What exactly is dark matter? Although it has never been witnessed, scientists believe that it comprises 85 percent of the universe’s stuff. Nobody understands what dark matter is, to put it briefly. Lord Kelvin proposed it as an explanation for the movement of stars in our galaxy more than a century ago.
Decades later, the Swedish astronomer Knut Lundmark observed that the cosmos must contain far more matter than is seen. Since the 1960s and 1970s, scientists have employed ever-more-complicated technologies to determine the nature of this mystery material. However, more and more researchers are beginning to speculate that the absence of dark matter could be the answer.
In a variety of ways, scientists may see distant materials. Other equipment, such as radio telescopes, measures non-visual events. The renowned Hubble telescope measures visible light. Scientists sometimes spend years collecting data before analyzing it to make sense of what they observe.
As more and more evidence became available, it became readily evident that galaxies did not behave as predicted. The stars at the fringes of certain galaxies were moving too quickly. Galaxies are bound together by gravity, which is greatest at the core, where the majority of mass is located. At the borders of disk galaxies, stars were moving so quickly that the gravity created by the visible matter there would not have been able to prevent them from escaping into deep space.
Scientists believed that these galaxies must contain more mass than we can currently view.

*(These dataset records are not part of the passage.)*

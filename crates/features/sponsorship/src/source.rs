//! [`CostSource`] implementations.

use crate::catalog::Catalog;
use crate::configurator::Configurator;
use crate::error::SponsorshipError;
use crate::form::ApplicationForm;
use crate::pricing::{CostStatus, StaticCosts};
use crate::quote::CostSource;
use psf_domain::constants::CUSTOM_COST_LABEL;
use std::sync::Arc;

/// Prices forms from a catalog; what the cost endpoint answers with.
#[derive(Debug, Clone)]
pub struct CatalogCostSource {
    catalog: Arc<Catalog>,
}

impl CatalogCostSource {
    #[must_use]
    pub const fn new(catalog: Arc<Catalog>) -> Self {
        Self { catalog }
    }

    /// Replays `form` against the catalog and returns its list price.
    ///
    /// # Errors
    /// Anything [`Configurator::restore`] rejects, and
    /// [`SponsorshipError::CustomQuote`] when the selection has no list price.
    pub fn quote(&self, form: &ApplicationForm) -> Result<u64, SponsorshipError> {
        let configurator = Configurator::restore(Arc::clone(&self.catalog), StaticCosts, form)?;
        match configurator.cost() {
            CostStatus::Fixed(amount) => Ok(amount),
            CostStatus::Empty => Ok(0),
            CostStatus::Custom => {
                Err(SponsorshipError::CustomQuote { message: CUSTOM_COST_LABEL.into(), context: None })
            },
            CostStatus::Updating => Err("Static pricing never defers".into()),
        }
    }
}

impl CostSource for CatalogCostSource {
    async fn fetch_cost(&self, form: &ApplicationForm) -> Result<u64, SponsorshipError> {
        self.quote(form)
    }
}

#[cfg(feature = "remote")]
pub use self::http::HttpCostSource;

#[cfg(feature = "remote")]
mod http {
    use crate::error::{SponsorshipError, SponsorshipErrorExt};
    use crate::form::{ApplicationForm, CostResponse};
    use crate::quote::CostSource;
    use psf_domain::config::SponsorshipConfig;
    use reqwest::Client;
    use std::time::Duration;

    /// POSTs the form to the cost endpoint and reads `{ "cost": n }` back.
    #[derive(Debug, Clone)]
    pub struct HttpCostSource {
        client: Client,
        endpoint: String,
    }

    impl HttpCostSource {
        pub fn new(endpoint: impl Into<String>, timeout: Duration) -> Result<Self, SponsorshipError> {
            let client = Client::builder().timeout(timeout).build().context("cost client")?;
            Ok(Self { client, endpoint: endpoint.into() })
        }

        /// Uses `sponsorship.cost_endpoint` and `sponsorship.cost_timeout_seconds`.
        pub fn from_config(cfg: &SponsorshipConfig) -> Result<Self, SponsorshipError> {
            let endpoint = cfg.cost_endpoint.clone().ok_or_else(|| SponsorshipError::Remote {
                message: "sponsorship.cost_endpoint is not configured".into(),
                context: None,
            })?;
            Self::new(endpoint, Duration::from_secs(cfg.cost_timeout_seconds))
        }

        #[must_use]
        pub fn endpoint(&self) -> &str {
            &self.endpoint
        }
    }

    impl CostSource for HttpCostSource {
        async fn fetch_cost(&self, form: &ApplicationForm) -> Result<u64, SponsorshipError> {
            let response =
                self.client.post(&self.endpoint).json(form).send().await.context("cost lookup")?;

            let status = response.status();
            if !status.is_success() {
                let body = match response.text().await {
                    Ok(body) => body,
                    Err(err) => {
                        tracing::debug!(error = %err, "Could not read cost endpoint error body");
                        String::new()
                    },
                };
                return Err(SponsorshipError::Remote {
                    message: format!("cost endpoint answered {status}: {body}").into(),
                    context: None,
                });
            }

            let answer: CostResponse = response.json().await.context("cost response")?;
            Ok(answer.cost)
        }
    }
}
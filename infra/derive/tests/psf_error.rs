#[test]
fn psf_error_ui() {
    let t = trybuild::TestCases::new();
    t.pass("tests/ui/psf_error_pass.rs");
    t.pass("tests/ui/psf_error_context_chain.rs");
}
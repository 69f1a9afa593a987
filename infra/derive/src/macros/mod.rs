pub mod api;
pub mod error;
pub mod slice;
mod util;
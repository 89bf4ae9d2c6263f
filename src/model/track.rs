use super::Id;
use serde::{Deserialize, Serialize};
use sqlx::FromRow;
use utoipa::ToSchema;

#[derive(Clone, Debug, PartialEq, Serialize, Deserialize, FromRow, ToSchema)]
pub struct TrackBase {
    pub name: String,
    pub state: bool,
    pub open: bool,
    /// Lap length in kilometres.
    pub length: f64,
}

#[derive(Clone, Debug, PartialEq, Serialize, Deserialize, FromRow, ToSchema)]
pub struct Track {
    pub id: Id,
    #[serde(flatten)]
    #[sqlx(flatten)]
    pub base: TrackBase,
}
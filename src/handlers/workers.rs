use crate::error::AppError;
use crate::extractors::DbSession;
use crate::model::{Id, Worker, WorkerAssignment, WorkerAssignmentBase, WorkerBase};
use crate::service;
use axum::{extract::Path, Json};

#[utoipa::path(get, path = "/workers", tag = "workers",
    responses((status = 200, description = "All workers", body = Vec<Worker>)))]
pub async fn list_workers(mut session: DbSession) -> Result<Json<Vec<Worker>>, AppError> {
    Ok(Json(service::read_all_workers(&mut session).await?))
}

#[utoipa::path(get, path = "/workers/{id}", tag = "workers",
    params(("id" = i32, Path, description = "Worker id")),
    responses(
        (status = 200, description = "The worker", body = Worker),
        (status = 404, description = "No worker with this id"),
    ))]
pub async fn get_worker(
    mut session: DbSession,
    Path(id): Path<Id>,
) -> Result<Json<Worker>, AppError> {
    let worker = service::read_worker_by_id(&mut session, id)
        .await?
        .ok_or_else(|| AppError::NotFound(format!("worker {} not found", id)))?;
    Ok(Json(worker))
}

#[utoipa::path(post, path = "/workers", tag = "workers", request_body = WorkerBase,
    responses((status = 200, description = "Created worker", body = Worker)))]
pub async fn create_worker(
    mut session: DbSession,
    Json(body): Json<WorkerBase>,
) -> Result<Json<Worker>, AppError> {
    Ok(Json(service::create_worker(&mut session, &body).await?))
}

/// Assign a worker to a race. Neither id is pre-checked.
#[utoipa::path(post, path = "/worker-assignments", tag = "workers",
    request_body = WorkerAssignmentBase,
    responses((status = 200, description = "Created assignment", body = WorkerAssignment)))]
pub async fn create_worker_assignment(
    mut session: DbSession,
    Json(body): Json<WorkerAssignmentBase>,
) -> Result<Json<WorkerAssignment>, AppError> {
    Ok(Json(service::create_worker_assignment(&mut session, &body).await?))
}

#[utoipa::path(get, path = "/workers/{id}/races", tag = "workers",
    params(("id" = i32, Path, description = "Worker id")),
    responses(
        (status = 200, description = "Assignments of this worker", body = Vec<WorkerAssignment>)
    ))]
pub async fn worker_races(
    mut session: DbSession,
    Path(id): Path<Id>,
) -> Result<Json<Vec<WorkerAssignment>>, AppError> {
    Ok(Json(service::get_worker_assignments(&mut session, id).await?))
}

#[utoipa::path(get, path = "/races/{id}/workers", tag = "workers",
    params(("id" = i32, Path, description = "Race id")),
    responses(
        (status = 200, description = "Workers assigned to this race", body = Vec<WorkerAssignment>)
    ))]
pub async fn race_workers(
    mut session: DbSession,
    Path(id): Path<Id>,
) -> Result<Json<Vec<WorkerAssignment>>, AppError> {
    Ok(Json(service::get_race_assignments(&mut session, id).await?))
}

Phenomenon must be preventing the stars from dispersing, and scientists refer to this something as dark matter. They could only argue that it must have gravitational attraction, and that it must have a significant amount of it. In fact, an astounding 85 percent of the cosmos must be composed of dark matter. If not, galaxies would not have been able to persist for as long as they do. The billions of stars would have dispersed because there would not have been enough gravity to hold them together.
Regarding science, it is difficult to say anything about something that cannot be observed. All of our evidence is indirect because dark matter does not interact with the electromagnetic force, which is responsible for visible light, radio waves, and x-rays. Scientists have been unsuccessfully attempting to discover methods for seeing dark matter and making predictions based on its ideas.
A Possible Solution
Newton’s theory of gravity adequately describes the majority of large-scale occurrences. Newton’s theory may explain everything from tossing the first pitch at a Yankees game to the movement of constellations. The hypothesis is not, however, unassailable. For instance, Einstein’s theories of general and special relativity described facts that Newton’s theory was unable to. Scientists continue to utilize Newton’s theory because it is applicable in the vast majority of situations and has simpler formulae.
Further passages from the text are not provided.